UNIVERSIDADE FEDERAL DO ABC
CIÊNCIA E TECNOLOGIA (33144010003P0)
FLUORESCÊNCIA E QUIMILUMINESCÊNCIA PARA A DETERMINAÇÃO DE MECANISMOS DE REAÇÃO NA DECOMPOSIÇÃO DE ÉSTERES
ROBERTA ALBINO DOS REIS
DISSERTAÇÃO
23/02/2018

No presente trabalho estudou-se a aplicabilidade de fluorescência (FL) e quimiluminescência (CL) para a determinação de mecanismos de reação envolvendo ésteres, um deles um éster derivado de lofina. A lofina e seus derivados, em geral, apresentam rendimentos quânticos de fluorescência (ΦFL) com valores relativamente altos (ΦFL > 0,1), tornando essas moléculas amplamente utilizadas em estudos CL e FL. A decomposição do éster de lofina (acetato de 4-(4,5-difenil-1H-imidazol-2-il)fenila, 1) foi estudada em meio alcalino alcoólico utilizando como solventes MeOH e iPrOH, e como bases HO–, tBuO–, DBU e TEA. Duas metodologias de acompanhamento de cinética por emissão foram comparadas: observando a formação do produto (λex = 350 nm e λem = 475 nm) e o consumo do éster 1 (λex = 300 nm e λem = 400 nm).

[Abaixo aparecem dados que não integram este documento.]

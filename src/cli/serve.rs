//! Serve command handler
//!
//! Starts the HTTP server in foreground mode.

use crate::config::Config;
use crate::error::Result;
use crate::server;
use clap::Args;
use tracing::info;

/// Serve command arguments
#[derive(Args)]
pub struct ServeArgs {
    /// Host address to bind to
    #[arg(long)]
    pub host: Option<String>,

    /// Port to listen on
    #[arg(long, short = 'p')]
    pub port: Option<u16>,
}

/// Run the serve command
pub async fn run(args: ServeArgs) -> Result<()> {
    // Load and optionally override config
    let mut config = Config::load()?;

    if let Some(host) = args.host {
        config.server.host = host;
    }
    if let Some(port) = args.port {
        config.server.port = port;
    }

    info!(
        "Starting samguk-map server v{} on {}",
        env!("CARGO_PKG_VERSION"),
        config.server_addr()
    );

    // Run the server
    server::run(config).await
}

Ambas apresentaram resultados equivalentes para as constantes de velocidade observadas. Tanto em MeOH quanto em iPrOH, o possível mecanismo ocorre por uma via clássica BAC2, envolvendo a base conjugada do solvente (i.e., MeO– ou iPrO–) como nucleófilo, gerada por CBE quando HO–, tBuO– e DBU foram empregados como catalisadores (kbim = 4,5–6,5 L mmol–1 s–1). Para TEA, uma constante kbim três ordens de grandeza inferior foi obtida, representando uma possível mudança no mecanismo de reação, provavelmente, para catálise nucleofílica. A solvólise neutra do éster se mostrou particularmente significativa quando baixas concentrações de catalisador foram utilizadas. Na segunda parte deste trabalho, referente à reação peroxioxalato, a degradação do oxalato de bis(2,4,6-triclorofenila) (TCPO) foi estudada em MeOH e comparada ao sistema clássico (em EtOAc, com catálise por imidazol). Ensaios cinéticos de emissão e absorção permitiram verificar que a metanólise se mostrou proeminente frente à peridrólise. Por ensaios de absorção, foi possível determinar que a primeira eliminação de um resíduo fenólico ocorre mais rapidamente que a segunda (kABS1 > kABS2), contrariamente ao observado no sistema clássico, tanto para metanólise quanto peridrólise. Observou-se que a adição de EtOAc ao meio prótico polar muda o comportamento cinético da reação, aproximando-o ao do sistema clássico. Propôs-se um modelo cinético final, indicando quais etapas são lentas, rápidas e muito rápidas, dentro do processo estudado.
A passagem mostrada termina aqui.